Приближался срок окончания эскизного проекта здания президиума Академии наук, приходилось сидеть над ним и вечерами, и по воскресеньям, хотя Алексей Викторович был противником сверхурочных работ. Должны мы были работать и в первый день Пасхи. Алексей Викторович пришел раньше всех и на стол каждого сотрудника положил по крупному испанскому апельсину (в ту пору они только что появились в Москве). Когда мы собрались, он сказал: «Вот, прежде христосовались яйцами, а я решил похристосоваться апельсинами».
Алексей Викторович всегда отмечал дни заключения договоров или утверждения проектов. Покупалось (за его счет) легкое вино или шампанское, пирожные и приглашались все, от руководителей до уборщиц.
Алексей Викторович был очень нелицеприятен. Работавшие вместе с нами его дочь, сын и зять получали в той же степени, что и мы, свою долю хулы и похвалы. Но странно, иногда он выделял кого-нибудь из своих помощников и некоторое время носился с ним, советовался, ставил его всем нам в пример. Подобное увлечение было недолгим. Со стороны казалось непонятным, что именно привлекало Алексея Викторовича, так как эти любимцы не выглядели особо одаренными…
Существовал миф о «скупости» Алексея Викторовича, вернее, миф о том, что он плохо оплачивал работу своих помощников.
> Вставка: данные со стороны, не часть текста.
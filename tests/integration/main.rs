mod replay;
mod scenarios;
mod scroll_follow;
mod transcript;
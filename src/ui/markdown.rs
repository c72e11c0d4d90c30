// live_transcript — Streaming transcript engine for assistant chat clients
// Copyright (C) 2025  Simon Peter Rothgang
//
// This program is free software: you can redistribute it and/or modify
// it under the terms of the GNU Affero General Public License as
// published by the Free Software Foundation, either version 3 of the
// License, or (at your option) any later version.
//
// This program is distributed in the hope that it will be useful,
// but WITHOUT ANY WARRANTY; without even the implied warranty of
// MERCHANTABILITY or FITNESS FOR A PARTICULAR PURPOSE.  See the
// GNU Affero General Public License for more details.
//
// You should have received a copy of the GNU Affero General Public License
// along with this program.  If not, see <https://www.gnu.org/licenses/>.

use ratatui::style::Style;
use ratatui::text::{Line, Span};
use std::panic::{self, AssertUnwindSafe};

#[derive(Debug, Clone, PartialEq, Eq, thiserror::Error)]
pub enum RenderError {
    #[error("rich renderer panicked")]
    Panicked,
    #[error("rich renderer produced no lines for non-empty input")]
    Empty,
}

/// Turns raw segment text into styled lines. Failures are per call; the
/// transcript substitutes raw text for that segment only.
pub trait RichContentRenderer {
    fn render(&self, text: &str) -> Result<Vec<Line<'static>>, RenderError>;
}

/// Markdown via `tui-markdown`, with panics caught and reported as errors.
#[derive(Debug, Default, Clone, Copy)]
pub struct MarkdownRenderer;

impl RichContentRenderer for MarkdownRenderer {
    fn render(&self, text: &str) -> Result<Vec<Line<'static>>, RenderError> {
        render_guarded(text, render_with_tui_markdown)
    }
}

fn render_guarded<F>(text: &str, renderer: F) -> Result<Vec<Line<'static>>, RenderError>
where
    F: FnOnce(&str) -> Vec<Line<'static>>,
{
    match panic::catch_unwind(AssertUnwindSafe(|| renderer(text))) {
        Ok(lines) if lines.is_empty() && !text.trim().is_empty() => Err(RenderError::Empty),
        Ok(lines) => Ok(lines),
        Err(_) => Err(RenderError::Panicked),
    }
}

fn render_with_tui_markdown(text: &str) -> Vec<Line<'static>> {
    let rendered = tui_markdown::from_str(text);
    rendered
        .lines
        .into_iter()
        .map(|line| {
            let owned_spans: Vec<Span<'static>> = line
                .spans
                .into_iter()
                .map(|span| Span::styled(span.content.into_owned(), span.style))
                .collect();
            Line::from(owned_spans).style(line.style)
        })
        .collect()
}

/// Raw text, one line per `\n`, in a single style.
pub fn plain_text_lines(text: &str, style: Style) -> Vec<Line<'static>> {
    text.split('\n').map(|line| Line::from(Span::styled(line.to_owned(), style))).collect()
}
Я отрицаю это. Наоборот, Алексей Викторович считал, что работавшие у него должны иметь и имеют квалификацию выше, чем работники некоторых других проектных организаций, поэтому и оплата должна быть выше. За все время моей совместной работы с Алексеем Викторовичем я не помню ни одного конфликта, возникшего на денежной почве.
По-видимому, Алексей Викторович любил животных. В доме на Гагаринском у них жили две собаки. Это были дворняжечки, небольшого размера, но с довольно беспокойными характерами. Они не любили только что появившихся гостей, поэтому приходилось в прихожей дожидаться, пока их запрут, и только после этого можно было войти в комнаты. Сидящих гостей они уже не трогали.
Когда мне случилось очень тяжело заболеть, Алексей Викторович приехал ко мне домой, предложил очень редкое лекарство, хотел привезти ко мне профессора Певзнера и пообещал свое содействие в получении через Академию наук путевки в санаторий. Ни лекарство, ни Певзнер мне не понадобились, но два срока в подмосковном санатории я провела и поправилась.